Directions for this task: From the records that follow, give the number of lines that include the word "environment", with no further words.

Provided data:
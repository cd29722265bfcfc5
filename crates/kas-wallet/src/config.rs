//! Treasury and wallet configuration.
//!
//! The hosting application supplies the private key and treasury address,
//! either directly or through environment variables read by
//! [`TreasuryConfig::from_env`].

use std::fmt;
use std::str::FromStr;

use kas_rest::RestConfig;
use kas_script::{Address, Prefix};

use crate::WalletError;

/// Hex private key of the treasury.
pub const ENV_PRIVATE_KEY: &str = "KASPA_TREASURY_PRIVATE_KEY";
/// Configured treasury address.
pub const ENV_TREASURY_ADDRESS: &str = "KASPA_TREASURY_ADDRESS";
/// Optional REST base URL.
pub const ENV_API_URL: &str = "KASPA_API_URL";
/// Optional fixed fee in sompi.
pub const ENV_FEE_SOMPI: &str = "KASPA_FEE_SOMPI";
/// Optional network name (`mainnet`, `testnet`, `simnet`, `devnet` or an address prefix).
pub const ENV_NETWORK: &str = "KASPA_NETWORK";

/// Fee charged when none is configured.
pub const DEFAULT_FEE_SOMPI: u64 = 10_000;

/// How the fee of a send is chosen.
#[derive(Debug, Clone, Copy, PartialEq, Eq)]
pub struct FeePolicy {
    /// Fee in sompi charged for every transaction.
    pub fixed_fee: u64,
}

impl FeePolicy {
    /// A policy charging `fee` sompi per transaction.
    pub fn fixed(fee: u64) -> Self {
        FeePolicy { fixed_fee: fee }
    }

    /// The fee for the transaction being built.
    pub fn fee(&self) -> u64 {
        self.fixed_fee
    }
}

impl Default for FeePolicy {
    fn default() -> Self {
        FeePolicy::fixed(DEFAULT_FEE_SOMPI)
    }
}

/// Settings that shape transaction assembly.
#[derive(Debug, Clone, PartialEq, Eq)]
pub struct WalletConfig {
    /// Network all addresses must belong to.
    pub network: Prefix,
    /// Fee selection.
    pub fee_policy: FeePolicy,
}

impl Default for WalletConfig {
    fn default() -> Self {
        Self {
            network: Prefix::Mainnet,
            fee_policy: FeePolicy::default(),
        }
    }
}

/// Everything needed to run a treasury wallet.
#[derive(Clone)]
pub struct TreasuryConfig {
    /// Hex-encoded private key.
    pub private_key_hex: String,
    /// The treasury address the key is expected to control.
    pub treasury_address: String,
    /// REST client settings.
    pub rest: RestConfig,
    /// Assembly settings.
    pub wallet: WalletConfig,
}

impl TreasuryConfig {
    /// Load the configuration from the process environment.
    ///
    /// # Returns
    /// The configuration, or `Configuration` naming the missing or invalid variable.
    pub fn from_env() -> Result<Self, WalletError> {
        Self::from_lookup(|name| std::env::var(name).ok())
    }

    /// Load the configuration through an arbitrary variable lookup.
    ///
    /// `KASPA_TREASURY_PRIVATE_KEY` and `KASPA_TREASURY_ADDRESS` are
    /// required. When `KASPA_NETWORK` is unset the network is taken from
    /// the treasury address prefix.
    pub fn from_lookup<F>(lookup: F) -> Result<Self, WalletError>
    where
        F: Fn(&str) -> Option<String>,
    {
        let required = |name: &str| {
            lookup(name)
                .map(|v| v.trim().to_string())
                .filter(|v| !v.is_empty())
                .ok_or_else(|| WalletError::Configuration(format!("{name} is not set")))
        };
        let optional = |name: &str| lookup(name).map(|v| v.trim().to_string()).filter(|v| !v.is_empty());

        let private_key_hex = required(ENV_PRIVATE_KEY)?;
        let treasury_address = required(ENV_TREASURY_ADDRESS)?;

        let address = Address::from_str(&treasury_address)
            .map_err(|e| WalletError::Configuration(format!("{ENV_TREASURY_ADDRESS} is invalid: {e}")))?;

        let network = match optional(ENV_NETWORK) {
            Some(name) => Prefix::from_str(&name)
                .map_err(|e| WalletError::Configuration(format!("{ENV_NETWORK} is invalid: {e}")))?,
            None => address.prefix,
        };
        if network != address.prefix {
            return Err(WalletError::Configuration(format!(
                "{ENV_TREASURY_ADDRESS} is a {} address but {ENV_NETWORK} selects {}",
                address.prefix, network
            )));
        }

        let fee_policy = match optional(ENV_FEE_SOMPI) {
            Some(fee) => FeePolicy::fixed(fee.parse::<u64>().map_err(|_| {
                WalletError::Configuration(format!("{ENV_FEE_SOMPI} is not an integer: {fee:?}"))
            })?),
            None => FeePolicy::default(),
        };

        let mut rest = RestConfig::default();
        if let Some(url) = optional(ENV_API_URL) {
            rest.base_url = url;
        }

        Ok(TreasuryConfig {
            private_key_hex,
            treasury_address,
            rest,
            wallet: WalletConfig { network, fee_policy },
        })
    }
}

// Never print the key.
impl fmt::Debug for TreasuryConfig {
    fn fmt(&self, f: &mut fmt::Formatter<'_>) -> fmt::Result {
        f.debug_struct("TreasuryConfig")
            .field("private_key_hex", &"<redacted>")
            .field("treasury_address", &self.treasury_address)
            .field("rest", &self.rest)
            .field("wallet", &self.wallet)
            .finish()
    }
}

#[cfg(test)]
mod tests {
    use super::*;
    use std::collections::HashMap;

    const KEY: &str = "b7e151628aed2a6abf7158809cf4f3c762e7160f38b4da56a784d9045190cfef";

    fn testnet_address() -> String {
        Address::from_public_key(Prefix::Testnet, &[7u8; 32]).to_string()
    }

    fn env(pairs: &[(&str, String)]) -> impl Fn(&str) -> Option<String> {
        let map: HashMap<String, String> =
            pairs.iter().map(|(k, v)| (k.to_string(), v.clone())).collect();
        move |name| map.get(name).cloned()
    }

    #[test]
    fn test_minimal_env() {
        let cfg = TreasuryConfig::from_lookup(env(&[
            (ENV_PRIVATE_KEY, KEY.to_string()),
            (ENV_TREASURY_ADDRESS, testnet_address()),
        ]))
        .unwrap();
        assert_eq!(cfg.wallet.network, Prefix::Testnet);
        assert_eq!(cfg.wallet.fee_policy.fee(), DEFAULT_FEE_SOMPI);
        assert_eq!(cfg.rest.base_url, RestConfig::default().base_url);
    }

    #[test]
    fn test_optional_overrides() {
        let cfg = TreasuryConfig::from_lookup(env(&[
            (ENV_PRIVATE_KEY, KEY.to_string()),
            (ENV_TREASURY_ADDRESS, testnet_address()),
            (ENV_API_URL, "https://api-tn10.kaspa.org".to_string()),
            (ENV_FEE_SOMPI, "2500".to_string()),
            (ENV_NETWORK, "testnet".to_string()),
        ]))
        .unwrap();
        assert_eq!(cfg.rest.base_url, "https://api-tn10.kaspa.org");
        assert_eq!(cfg.wallet.fee_policy, FeePolicy::fixed(2_500));
    }

    #[test]
    fn test_missing_variables_are_named() {
        let err = TreasuryConfig::from_lookup(env(&[(ENV_TREASURY_ADDRESS, testnet_address())])).unwrap_err();
        assert!(err.to_string().contains(ENV_PRIVATE_KEY));

        let err = TreasuryConfig::from_lookup(env(&[
            (ENV_PRIVATE_KEY, KEY.to_string()),
            (ENV_TREASURY_ADDRESS, "  ".to_string()),
        ]))
        .unwrap_err();
        assert!(matches!(err, WalletError::Configuration(ref m) if m.contains(ENV_TREASURY_ADDRESS)));
    }

    #[test]
    fn test_invalid_values_are_named() {
        let err = TreasuryConfig::from_lookup(env(&[
            (ENV_PRIVATE_KEY, KEY.to_string()),
            (ENV_TREASURY_ADDRESS, testnet_address()),
            (ENV_FEE_SOMPI, "0.1".to_string()),
        ]))
        .unwrap_err();
        assert!(err.to_string().contains(ENV_FEE_SOMPI));

        let err = TreasuryConfig::from_lookup(env(&[
            (ENV_PRIVATE_KEY, KEY.to_string()),
            (ENV_TREASURY_ADDRESS, testnet_address()),
            (ENV_NETWORK, "mainnet".to_string()),
        ]))
        .unwrap_err();
        assert!(err.to_string().contains(ENV_NETWORK));

        let err = TreasuryConfig::from_lookup(env(&[
            (ENV_PRIVATE_KEY, KEY.to_string()),
            (ENV_TREASURY_ADDRESS, "kaspa:nope".to_string()),
        ]))
        .unwrap_err();
        assert!(err.to_string().contains(ENV_TREASURY_ADDRESS));
    }

    #[test]
    fn test_debug_redacts_key() {
        let cfg = TreasuryConfig::from_lookup(env(&[
            (ENV_PRIVATE_KEY, KEY.to_string()),
            (ENV_TREASURY_ADDRESS, testnet_address()),
        ]))
        .unwrap();
        assert!(!format!("{:?}", cfg).contains(KEY));
    }
}
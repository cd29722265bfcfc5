//! Transaction input referencing a previous output.
//!
//! An input names the outpoint it spends, carries the signature script that
//! authorizes the spend, and commits to a sequence number and sig-op count.

use kas_primitives::chainhash::TransactionId;
use kas_primitives::util::KasWriter;
use serde::{Deserialize, Serialize};

/// Sequence number used for plain transfers.
pub const DEFAULT_SEQUENCE: u64 = 0;

/// Sig-op count of a single pay-to-pubkey input.
pub const DEFAULT_SIG_OP_COUNT: u8 = 1;

/// Reference to a specific output of a previous transaction.
#[derive(Clone, Copy, Debug, PartialEq, Eq, Hash, PartialOrd, Ord, Serialize, Deserialize)]
#[serde(rename_all = "camelCase")]
pub struct TransactionOutpoint {
    /// Id of the transaction holding the output.
    pub transaction_id: TransactionId,
    /// Output index within that transaction.
    pub index: u32,
}

impl TransactionOutpoint {
    /// Create a new outpoint.
    pub fn new(transaction_id: TransactionId, index: u32) -> Self {
        TransactionOutpoint { transaction_id, index }
    }

    /// Append `txid(32) || u32le(index)` to the writer.
    pub fn write_to(&self, writer: &mut KasWriter) {
        writer
            .write_bytes(self.transaction_id.as_bytes())
            .write_u32_le(self.index);
    }
}

/// A single input in a Kaspa transaction.
///
/// | Field              | Hashed as        |
/// |--------------------|------------------|
/// | previous_outpoint  | 32 bytes + u32le |
/// | signature_script   | var_bytes        |
/// | sequence           | u64le            |
/// | sig_op_count       | u8               |
#[derive(Clone, Debug, PartialEq, Eq)]
pub struct TransactionInput {
    /// The output being spent.
    pub previous_outpoint: TransactionOutpoint,

    /// The signature script; empty until the input is signed.
    pub signature_script: Vec<u8>,

    /// Sequence number. Plain transfers use 0.
    pub sequence: u64,

    /// Number of signature operations the input performs.
    pub sig_op_count: u8,
}

impl TransactionInput {
    /// Create an unsigned input with an empty signature script.
    pub fn new(previous_outpoint: TransactionOutpoint, sequence: u64, sig_op_count: u8) -> Self {
        TransactionInput {
            previous_outpoint,
            signature_script: Vec::new(),
            sequence,
            sig_op_count,
        }
    }

    /// Create an unsigned input with sequence 0 and one sig-op.
    pub fn from_outpoint(previous_outpoint: TransactionOutpoint) -> Self {
        Self::new(previous_outpoint, DEFAULT_SEQUENCE, DEFAULT_SIG_OP_COUNT)
    }

    /// Whether a signature script has been attached.
    pub fn is_signed(&self) -> bool {
        !self.signature_script.is_empty()
    }
}
/// Error types for transaction operations.
#[derive(Debug, thiserror::Error)]
pub enum TransactionError {
    /// The transaction structure is invalid (e.g. missing inputs or outputs).
    #[error("invalid transaction: {0}")]
    InvalidTransaction(String),
    /// An input index past the end of the input list was requested.
    #[error("input index {index} out of range (tx has {count} inputs)")]
    InputIndexOutOfRange { index: usize, count: usize },
    /// The spent UTXO entries do not line up with the inputs.
    #[error("expected {inputs} utxo entries (one per input), got {entries}")]
    UtxoEntryCountMismatch { inputs: usize, entries: usize },
    /// After signing, the number of signature scripts differs from the input count.
    #[error("signed {signed} of {inputs} inputs")]
    SignatureCountMismatch { signed: usize, inputs: usize },
    /// An error occurred while producing a signature.
    #[error("signing error: {0}")]
    Signing(String),
    /// An underlying script or address error (forwarded from `kas-script`).
    #[error("script error: {0}")]
    Script(#[from] kas_script::ScriptError),
    /// An underlying primitives error (forwarded from `kas-primitives`).
    #[error("primitives error: {0}")]
    Primitives(#[from] kas_primitives::PrimitivesError),
}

Exercise response: 2